• WHAT TO PRODUCE: Where the word "failures" appears in a line below, copy the whole line.

• Saved entries:

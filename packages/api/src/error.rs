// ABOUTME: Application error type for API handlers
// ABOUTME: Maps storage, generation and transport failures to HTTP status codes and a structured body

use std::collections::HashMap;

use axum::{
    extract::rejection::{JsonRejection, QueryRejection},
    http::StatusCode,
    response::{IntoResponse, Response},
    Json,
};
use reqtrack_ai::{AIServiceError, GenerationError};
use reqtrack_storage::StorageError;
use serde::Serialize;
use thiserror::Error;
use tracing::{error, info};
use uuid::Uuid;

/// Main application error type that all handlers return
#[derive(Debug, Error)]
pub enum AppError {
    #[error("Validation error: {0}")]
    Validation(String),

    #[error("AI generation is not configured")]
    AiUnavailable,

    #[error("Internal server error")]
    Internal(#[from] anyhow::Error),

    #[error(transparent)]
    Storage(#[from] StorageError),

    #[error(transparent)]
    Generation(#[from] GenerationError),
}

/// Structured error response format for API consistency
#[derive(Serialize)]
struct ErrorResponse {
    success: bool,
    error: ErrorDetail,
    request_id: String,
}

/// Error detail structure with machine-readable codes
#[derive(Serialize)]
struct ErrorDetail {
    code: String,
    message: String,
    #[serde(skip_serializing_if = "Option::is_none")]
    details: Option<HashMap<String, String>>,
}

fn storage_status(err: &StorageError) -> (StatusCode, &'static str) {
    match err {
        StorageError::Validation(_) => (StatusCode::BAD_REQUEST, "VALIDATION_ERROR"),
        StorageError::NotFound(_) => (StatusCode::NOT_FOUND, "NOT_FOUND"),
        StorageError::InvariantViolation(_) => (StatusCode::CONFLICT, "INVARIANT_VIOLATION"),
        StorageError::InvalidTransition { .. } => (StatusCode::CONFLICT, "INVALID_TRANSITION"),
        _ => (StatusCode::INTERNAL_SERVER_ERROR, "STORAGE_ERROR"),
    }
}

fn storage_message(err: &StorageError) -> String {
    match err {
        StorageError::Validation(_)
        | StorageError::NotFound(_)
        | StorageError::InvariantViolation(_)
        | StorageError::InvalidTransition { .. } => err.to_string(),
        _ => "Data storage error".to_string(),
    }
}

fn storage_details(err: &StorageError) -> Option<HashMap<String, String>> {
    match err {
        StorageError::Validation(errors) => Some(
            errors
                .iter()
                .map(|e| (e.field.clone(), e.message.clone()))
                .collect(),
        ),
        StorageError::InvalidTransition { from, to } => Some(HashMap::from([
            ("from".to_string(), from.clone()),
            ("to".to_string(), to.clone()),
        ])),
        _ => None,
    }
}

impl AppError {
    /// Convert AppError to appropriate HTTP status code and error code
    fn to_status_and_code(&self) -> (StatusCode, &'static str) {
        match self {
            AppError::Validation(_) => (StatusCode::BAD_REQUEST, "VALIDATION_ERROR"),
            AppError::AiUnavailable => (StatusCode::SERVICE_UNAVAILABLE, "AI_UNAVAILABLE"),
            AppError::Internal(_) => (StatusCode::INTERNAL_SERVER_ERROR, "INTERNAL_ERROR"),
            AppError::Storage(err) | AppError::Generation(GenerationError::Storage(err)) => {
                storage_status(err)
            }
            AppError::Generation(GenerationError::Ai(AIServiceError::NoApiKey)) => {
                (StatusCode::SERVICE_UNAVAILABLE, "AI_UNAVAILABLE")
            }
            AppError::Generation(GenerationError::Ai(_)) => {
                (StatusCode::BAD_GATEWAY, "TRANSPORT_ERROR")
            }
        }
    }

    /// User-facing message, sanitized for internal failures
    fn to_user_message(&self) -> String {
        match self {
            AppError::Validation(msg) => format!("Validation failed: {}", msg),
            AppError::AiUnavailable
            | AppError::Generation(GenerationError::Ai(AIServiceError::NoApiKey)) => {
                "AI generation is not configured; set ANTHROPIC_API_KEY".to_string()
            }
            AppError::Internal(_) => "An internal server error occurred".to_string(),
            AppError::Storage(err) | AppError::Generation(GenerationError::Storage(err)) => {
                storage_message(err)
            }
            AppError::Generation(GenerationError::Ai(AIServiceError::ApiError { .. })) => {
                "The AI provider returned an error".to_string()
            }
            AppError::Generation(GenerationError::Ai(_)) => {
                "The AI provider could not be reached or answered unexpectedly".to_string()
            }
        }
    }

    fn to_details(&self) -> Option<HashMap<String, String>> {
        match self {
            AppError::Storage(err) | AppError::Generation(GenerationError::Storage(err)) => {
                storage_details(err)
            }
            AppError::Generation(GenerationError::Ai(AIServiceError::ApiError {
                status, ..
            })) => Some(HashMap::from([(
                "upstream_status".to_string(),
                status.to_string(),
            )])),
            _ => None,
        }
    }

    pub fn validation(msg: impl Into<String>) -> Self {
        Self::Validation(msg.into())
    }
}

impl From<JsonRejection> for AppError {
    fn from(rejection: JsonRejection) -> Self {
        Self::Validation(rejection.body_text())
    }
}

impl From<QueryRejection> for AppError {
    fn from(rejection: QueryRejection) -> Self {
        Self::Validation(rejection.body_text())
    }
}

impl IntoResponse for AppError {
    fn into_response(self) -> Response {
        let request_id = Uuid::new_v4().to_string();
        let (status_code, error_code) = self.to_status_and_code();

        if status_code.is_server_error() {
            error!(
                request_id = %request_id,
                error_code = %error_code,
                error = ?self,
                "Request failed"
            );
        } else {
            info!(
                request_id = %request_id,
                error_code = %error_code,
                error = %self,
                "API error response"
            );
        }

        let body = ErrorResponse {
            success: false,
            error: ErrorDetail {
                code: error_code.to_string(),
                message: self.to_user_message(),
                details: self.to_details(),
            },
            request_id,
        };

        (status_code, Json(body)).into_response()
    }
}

• EXPECTED ANSWER:
// ABOUTME: Maps storage, generation and transport failures to HTTP status codes and a structured body
    /// User-facing message, sanitized for internal failures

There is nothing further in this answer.